It is recounted, in various versions of the Ramayana that a King named Ila, whilst out hunting in a forest, entered an area that was sacred to Shiva. In order to please Parvati, Shiva assumed the shape of a woman and correspondingly, all male creatures in the forest became female, including the king and his retinue. Ila was filled with fear when he realised that his change had been brought about by Shiva. The king then entered the grove where Shiva and Parvati were at play. Shiva allowed Ila to ask for any boon except that of manhood. The king however, addressed himself to Paravati. The Devi gave Ila the boon that he would live half his life as a woman, and half as a man. King Ila suggested to the Devi that he might live as a beautiful woman for one month, and as a man for the next month. The Goddess agreed, but decreed that, whilst male, he would not remember his female form, and whilst female, he would not remember his male form. It is further told that, whilst wandering as a woman, Ila encountered Budha (the planet Mercury), who sought her as his wife. Budha made love to Ila, and she bore him a son, after which Budha petitioned Shiva (with a horse sacrifice) to restore Ila to manhood permanently.

Shiva and Vishnu

Alain Daniélou, in "Gods of Love and Ecstasy" recounts the myth of Shiva's union with Vishnu, whilst the latter had taken the form of Mohini, the Enchantress. Vishnu, as Mohini, was resting by the ocean of milk when 'she' was approached by Shiva, who expressed the desire to unite with Vishnu. Vishnu, it is said, demurred, saying that union between two persons of the same sex was 'unfruitful'. It seems that Vishnu-Mohini finally submitted to Shiva, as, depending on the version, the 'sap' that they spilled became the river Ganges, a son named Arikaraputtiran, or that the Seven Sages took the fallen seed and poured it into Anjani, the daughter of Gautama, who subsequently gave birth to the monkey-god, Hanuman. In other versions of this myth, it is this coupling which leads to the birth of Skanda.

Gender-bending saints

In Kali's Child: The Mystical and the Erotic in the Life and Teachings of Ramakrishna, author Jeffrey J. Kripal discusses Ramakrishna's injunction that, in order to approach a God, the male devotee should take on a female identity. Ramakrishna paired his male disciples up into 'masculine' and 'feminine' couples. According to his teachings, these 'spiritual' genders result in different types of religious experience, the object of the gender-assignation being to awaken desire and devotional love. According to Ramakrishna's teachings, everyone in the world is 'female' in relation to the divine. According to the biographer Datta, Ramakrishna was taught by one of his tantric friends that "if one is to know the Man, one must take the state of the Woman - as a Female friend, as a handmaiden, or as a mother."
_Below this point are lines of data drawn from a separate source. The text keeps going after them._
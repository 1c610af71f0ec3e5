//! HTTP client for SODA (Socrata Open Data API) dataset resources.

use std::time::Duration;

use chrono::{DateTime, FixedOffset};
use reqwest::header::HeaderMap;
use url::Url;

use crate::{
    query::{IntoColumns, ResourceQuery},
    types::{FetchedResult, Options, OutputFormat, Payload},
    Error,
};

const DEFAULT_BASE_URL: &str = "https://soda.demo.socrata.com";
const USER_AGENT: &str = concat!("soda_api/", env!("CARGO_PKG_VERSION"));

const FIELDS_HEADER: &str = "x-soda2-fields";
const OUT_OF_DATE_HEADER: &str = "x-soda2-data-out-of-date";

/// Client for one dataset on a SODA open-data portal.
///
/// Holds the mutable query configuration for the dataset; `select`, `filter`
/// and `limit` chain on the same instance and [`get`](Client::get) is the
/// only method that performs I/O. Configuration persists across `get` calls,
/// so an instance can be reused to poll the same query. Each request builds
/// a fresh `reqwest::Client` with a 30-second timeout.
pub struct Client {
    /// Base URL of the data portal. Defaults to the Socrata demo portal.
    base_api_url: String,
    query: ResourceQuery,
    include_metadata: bool,
    is_outdated: bool,
    last_modified: Option<String>,
}

impl Client {
    /// Creates a client for the given dataset identifier on the default
    /// portal. Fails with [`Error::InvalidArgument`] when the identifier is
    /// empty.
    pub fn new(resource_id: &str, options: Options) -> Result<Self, Error> {
        Self::with_base_url(DEFAULT_BASE_URL, resource_id, options)
    }

    /// Creates a client against a custom portal base URL. Used for other
    /// portals and for testing with wiremock.
    pub fn with_base_url(
        base_url: &str,
        resource_id: &str,
        options: Options,
    ) -> Result<Self, Error> {
        if resource_id.is_empty() {
            return Err(Error::InvalidArgument(
                "a dataset identifier is required".to_string(),
            ));
        }
        Ok(Self {
            base_api_url: base_url.trim_end_matches('/').to_string(),
            query: ResourceQuery::new(resource_id, options.output),
            include_metadata: options.include_metadata,
            is_outdated: false,
            last_modified: None,
        })
    }

    /// Restricts the response to the given column(s). See
    /// [`ResourceQuery::select`].
    pub fn select<C: IntoColumns>(&mut self, columns: C) -> &mut Self {
        self.query.select(columns);
        self
    }

    /// Filters rows to those where `column` equals `value`. See
    /// [`ResourceQuery::filter`].
    pub fn filter(&mut self, column: &str, value: &str) -> Result<&mut Self, Error> {
        self.query.filter(column, value)?;
        Ok(self)
    }

    /// Caps the number of rows returned. See [`ResourceQuery::limit`].
    pub fn limit(&mut self, limit: u64) -> &mut Self {
        self.query.limit(limit);
        self
    }

    /// The resource URL the next [`get`](Client::get) call will request.
    pub fn request_url(&self) -> String {
        self.query.request_url(&self.base_api_url)
    }

    /// Whether the portal reported the dataset as out of date on the most
    /// recent fetch.
    pub fn is_outdated(&self) -> bool {
        self.is_outdated
    }

    /// Raw `Last-Modified` header value from the most recent fetch.
    pub fn last_modified(&self) -> Option<&str> {
        self.last_modified.as_deref()
    }

    /// `Last-Modified` from the most recent fetch, parsed as an RFC 2822
    /// timestamp. `None` when absent or unparseable.
    pub fn last_modified_time(&self) -> Option<DateTime<FixedOffset>> {
        self.last_modified
            .as_deref()
            .and_then(|raw| DateTime::parse_from_rfc2822(raw).ok())
    }

    /// Fetches the dataset with the current query configuration.
    ///
    /// Issues one request to the resource endpoint and, when the client was
    /// constructed with `include_metadata`, a second sequential request to
    /// the metadata endpoint. Any transport, status, or parse failure is
    /// returned immediately; nothing is retried. A failed primary request
    /// never triggers the metadata request.
    pub async fn get(&mut self) -> Result<FetchedResult, Error> {
        let url = Url::parse(&self.request_url()).map_err(|e| {
            tracing::error!("Invalid URL constructed: {}", e);
            Error::InvalidArgument(format!("invalid request URL: {e}"))
        })?;
        tracing::debug!(%url, "fetching dataset resource");

        let http = reqwest::Client::builder()
            .user_agent(USER_AGENT)
            .timeout(Duration::from_secs(30))
            .build()
            .map_err(|e| {
                tracing::error!("Failed to build HTTP client: {}", e);
                Error::Transport(e)
            })?;
        let resp = http
            .get(url)
            .header("accept", "application/json, text/csv, */*")
            .send()
            .await
            .map_err(|e| {
                tracing::error!("Failed to get resource: {}", e);
                Error::Transport(e)
            })?;

        let status = resp.status();
        if !status.is_success() {
            let body = resp.text().await.map_err(Error::Transport)?;
            let snippet = truncate_body(&body);
            tracing::error!("Request failed with status {}: {}", status, snippet);
            return Err(Error::HttpStatus {
                status: status.as_u16(),
                body: snippet,
            });
        }

        let fields = parse_fields_header(resp.headers())?;
        self.is_outdated = resp
            .headers()
            .get(OUT_OF_DATE_HEADER)
            .and_then(|v| v.to_str().ok())
            .is_some_and(|v| v.eq_ignore_ascii_case("true"));
        self.last_modified = resp
            .headers()
            .get(reqwest::header::LAST_MODIFIED)
            .and_then(|v| v.to_str().ok())
            .map(str::to_string);

        let body = resp.text().await.map_err(|e| {
            tracing::error!("Failed to read response body: {}", e);
            Error::Transport(e)
        })?;

        let metadata = if self.include_metadata {
            self.fetch_metadata(&http).await?
        } else {
            serde_json::Value::Null
        };

        let data = match self.query.output() {
            OutputFormat::Csv => Payload::Csv(body),
            OutputFormat::Json => {
                let rows = serde_json::from_str(&body).map_err(|e| {
                    let snippet = truncate_body(&body);
                    tracing::error!("Failed to parse resource: {} | body: {}", e, snippet);
                    Error::Parse(e)
                })?;
                Payload::Rows(rows)
            }
        };

        if self.is_outdated {
            tracing::warn!(
                resource_id = self.query.resource_id(),
                "dataset reported as out of date by the portal"
            );
        }

        Ok(FetchedResult {
            data,
            fields,
            metadata,
        })
    }

    /// Fetches the dataset's metadata document from the portal's views
    /// endpoint.
    async fn fetch_metadata(&self, http: &reqwest::Client) -> Result<serde_json::Value, Error> {
        let url = format!(
            "{}/api/views/{}.json",
            self.base_api_url,
            self.query.resource_id()
        );
        let resp = http.get(&url).send().await.map_err(|e| {
            tracing::error!("Failed to get metadata: {}", e);
            Error::Transport(e)
        })?;

        let status = resp.status();
        let body = resp.text().await.map_err(Error::Transport)?;
        if !status.is_success() {
            let snippet = truncate_body(&body);
            tracing::error!("Metadata request failed with status {}: {}", status, snippet);
            return Err(Error::HttpStatus {
                status: status.as_u16(),
                body: snippet,
            });
        }

        serde_json::from_str(&body).map_err(|e| {
            tracing::error!("Failed to parse metadata: {}", e);
            Error::Parse(e)
        })
    }
}

/// Parses the comma-separated column listing from the `X-SODA2-Fields`
/// header. Some portals render the header as a JSON array, so surrounding
/// brackets and quotes are stripped from each name.
fn parse_fields_header(headers: &HeaderMap) -> Result<Vec<String>, Error> {
    let raw = headers
        .get(FIELDS_HEADER)
        .ok_or(Error::MalformedHeader {
            header: "X-SODA2-Fields",
        })?
        .to_str()
        .map_err(|_| Error::MalformedHeader {
            header: "X-SODA2-Fields",
        })?;

    let fields: Vec<String> = raw
        .trim()
        .trim_start_matches('[')
        .trim_end_matches(']')
        .split(',')
        .map(|name| name.trim().trim_matches('"').to_string())
        .filter(|name| !name.is_empty())
        .collect();
    if fields.is_empty() {
        return Err(Error::MalformedHeader {
            header: "X-SODA2-Fields",
        });
    }
    Ok(fields)
}

fn truncate_body(body: &str) -> String {
    const MAX: usize = 2000;
    if body.len() <= MAX {
        body.to_string()
    } else {
        format!("{}...[truncated]", &body[..MAX])
    }
}

#[cfg(test)]
mod tests {
    use super::parse_fields_header;
    use reqwest::header::HeaderMap;

    #[test]
    fn fields_header_plain_list() {
        let mut headers = HeaderMap::new();
        headers.insert("x-soda2-fields", "a,b,c".parse().unwrap());
        assert_eq!(parse_fields_header(&headers).unwrap(), vec!["a", "b", "c"]);
    }

    #[test]
    fn fields_header_json_array_rendition() {
        let mut headers = HeaderMap::new();
        headers.insert("x-soda2-fields", r#"[":id","name","state"]"#.parse().unwrap());
        assert_eq!(
            parse_fields_header(&headers).unwrap(),
            vec![":id", "name", "state"]
        );
    }

    #[test]
    fn fields_header_missing_is_an_error() {
        let headers = HeaderMap::new();
        assert!(parse_fields_header(&headers).is_err());
    }

    #[test]
    fn fields_header_empty_is_an_error() {
        let mut headers = HeaderMap::new();
        headers.insert("x-soda2-fields", "".parse().unwrap());
        assert!(parse_fields_header(&headers).is_err());
    }
}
Ramakrishna spent long periods in a 'handmaid state' - one such period being whilst living in the household of his temple boss, Mathur, and fanning the image of the Goddess with the women of the household. Ramakrishna's biographer Datta records that Mathur would buy Ramakrishna women's clothes, shawls and jewelry for him, and dress Ramakrishna with his own hands. The saint is reputed to have experienced a vision of Radha immediately after Mathur gave Ramakrishna some feminine garments to wear. Another biographer, Saradananda says that Ramakrishna's cross-dressing, and Mathur's gifts caused some people to make "scandalous" interpretations of Ramakrishna's "renunciation." Datta also recounts that Mathur often took Ramakrishna from the temple to his home. On one such occasion, Ramakrishna felt that he had become Sita and that the demon Ravana (i.e. Mathur) was kidnapping him, whereupon he entered samadhi. Kripal notes that the abduction of Sita, the faithful wife of Rama, as told in the Ramayana, implies a sexual abduction. Kripal says that, by assuming this mythological paradigm, Ramakrishna was able to deal with a traumatic event, and also preserve his own 'purity'. The implication here of course, is that there was some degree of homosexual relationship between Ramakrishna and Mathur. Sarananda claims that Ramakrishna's cross-dressing was a conscious Sadhana which enabled the Master to discover nonduality that lies beyond conditioned gender.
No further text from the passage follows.